En 2010, le Programme pour l’eau et l’assainissement (WSP), un partenariat multi-donateurs, faisant partie de l’appui global à la gestion de l’eau du groupe de la Banque mondiale a publié les résultats d’une étude réalisée sur la gestion des installations d’approvisionnement en eau potable en zone rurale au Rwanda, au Sénégal, au Benin, au Burkina Faso, au Mali, en Mauritanie et au Nigeria. Le rapport révèle les difficultés de la gestion communautaire des adductions d’eau potable, notamment à cause des coûts y affairant. Par ailleurs, la majeure partie des AEP fonctionne encore avec des générateurs diesel, surtout dans les villages non encore desservis par un réseau électrique stable.

Outre le problème de pollution de l’air et d’émission de gaz à effets de serre, ces équipements nécessitent un entretien constant. Alors même que les comités locaux ont déjà du mal à assurer la gestion optimale des installations avec leur faible pouvoir d’achat. À cela s’ajoute le manque de connaissance technique relatif aux installations de production d’eau potable. Face à ces difficultés, le WSP a recommandé la délégation de la gestion des installations de production d’eau potable. La gestion des équipements peut ainsi être confiée à des entreprises, malgré une certaine défiance existant vis-à-vis du secteur privé concernant la gestion d’un bien commun de première nécessité.

La Côte d’Ivoire : un cas d’école ?

Pour sa part, la Côte d’Ivoire a opté récemment pour la création d’une entité publique devant répondre au défi de la gestion de l’hydraulique rurale. Annoncée le 24 janvier 2022, l’Agence nationale de l’hydraulique rurale de Côte d’Ivoire (Anahr_CI) aura pour mission de garantir la continuité du service d’eau potable en milieu rural, au moment où le gouvernement ivoirien vise l’accès universel à l’eau potable à l’horizon 2030, y compris dans les zones rurales.

L’Anahr-CI devrait également permettre au gouvernement ivoirien de réaliser des économies sur la gestion des installations d’eau potable en milieu rural. Selon le ministère ivoirien de l’hydraulique, l’État dépense en moyenne 4 milliards de francs CFA (plus de 6 millions d’euros) par an pour couvrir les frais de réparation de pompes à motricité humaine. Or, selon les prévisions du gouvernement, sa nouvelle agence devrait permettre d’économiser 80 % de ce budget.

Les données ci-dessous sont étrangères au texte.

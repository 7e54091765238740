//! # restmap
//!
//! Identity-mapped entities over REST resources.
//!
//! Declare how entity types map onto remote JSON records, register one or
//! more connections, then read through repositories and write back with
//! [`EntityManager::persist`]. Every identity is represented by exactly one
//! live [`Entity`] per manager; refetching merges into it and keeps local,
//! unpersisted edits.
//!
//! ## Example
//!
//! ```rust,ignore
//! use restmap::{EntityManager, RestmapConfig};
//! use restmap_http::HttpConnection;
//!
//! let config = RestmapConfig::load("restmap.toml")?;
//! let manager = EntityManager::from_config(&config, HttpConnection::register_all(&config)?)?;
//!
//! if let Some(user) = manager.repository("User")?.find_one(7)? {
//!     user.set("displayName", "Ada")?;
//!     manager.persist(&user)?; // PATCH /users/7 {"display_name": "Ada"}
//!
//!     for post in user.get_as::<restmap::EntityCollection>("posts")?.iter_all() {
//!         println!("{:?}", post?.get("title")?);
//!     }
//! }
//! ```
//!
//! ## Build pipeline
//!
//! Every record passes through named pre-build stages before population
//! (`store.cache_entity_data`, `store.find_existing_entity`,
//! `store.protect_pending_changes`, `proxy.build_proxy`) and a post-build
//! stage (`store.cache_entity`). Embedding code can add its own stages
//! around them through [`EntityManager::dispatcher`].

pub mod builder;
pub mod collection;
pub mod config;
pub mod connection;
pub mod entity;
pub mod error;
pub mod event;
pub mod manager;
pub mod mapping;
pub mod normalizer;
pub mod query;
pub mod repository;
pub mod store;
pub mod telemetry;
pub mod value;

pub use builder::EntityBuilder;
pub use collection::{EntityCollection, IterAll, Pagination};
pub use config::{ConnectionConfig, EntityConfig, FilterMode, PaginationConfig, PropertyConfig, RestmapConfig};
pub use connection::{Connection, ConnectionRegister, PaginatedConnection};
pub use entity::proxy::BUILD_PROXY;
pub use entity::{Entity, EntityMetadata, Proxy, Resolver};
pub use error::{RestmapError, Result};
pub use event::{EventDispatcher, Pipeline, PostBuildEvent, PreBuildEvent, PrePersistEvent};
pub use manager::{EntityManager, EntityManagerBuilder, ManagerRef, PersistOutcome};
pub use mapping::{
    EntityMapping, EntityMappingBuilder, EntityMappingRegister, PathKind, PropertySpec, PropertyType,
    ReferenceOptions,
};
pub use normalizer::{DenormalizeContext, Normalizer, Transformer, TransformerRegister};
pub use query::{Method, Query, QueryBuilder, QueryTarget, SortDirection};
pub use repository::{EntityRepository, Filter, Lookup};
pub use store::{
    EntityStore, CACHE_ENTITY, CACHE_ENTITY_DATA, FIND_EXISTING_ENTITY, PROTECT_PENDING_CHANGES,
    TRACK_NEW_ENTITY,
};
pub use value::{Identifier, PropertyValue, Record};

pub use serde_json::Value;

Quel modèle de financement pour l’hydraulique rurale ?

Le financement de l’hydraulique rurale reste la pierre angulaire de l’accès universel à l’eau potable en Afrique. Contrairement aux installations d’accès à l’électricité qui attire les investissements d’institutions financières publics et privés, le secteur de l’eau et de l’assainissement peine encore à trouver des investisseurs. Toutefois, selon une étude publiée en 2020 par l’université d’Oxford (au Royaume-Uni), 8 milliards de dollars ont été investis entre 2006 et 2015 pour la construction d’un million de forages équipés de pompes à motricité humaines dans 50 pays africains.

Sur cette période, le Fonds des Nations unies pour l’enfance (Unicef) est le principal partenaire financier avec 1,7 milliard investi. Pour les chercheurs de l’université d’Oxford, le problème se pose surtout au niveau de la gestion qui ne favorise pas la durabilité des installations. Face à cette situation, les chercheurs Patrick Thomson, Johanna Koehler, Tim Foster proposent des pistes pour résoudre ces difficultés, notamment la mise en réseau des installations de production d’eau potable pour une meilleure gestion ou encore la conception de modèle de financement basé sur les performances à l’échelle nationale et régionale.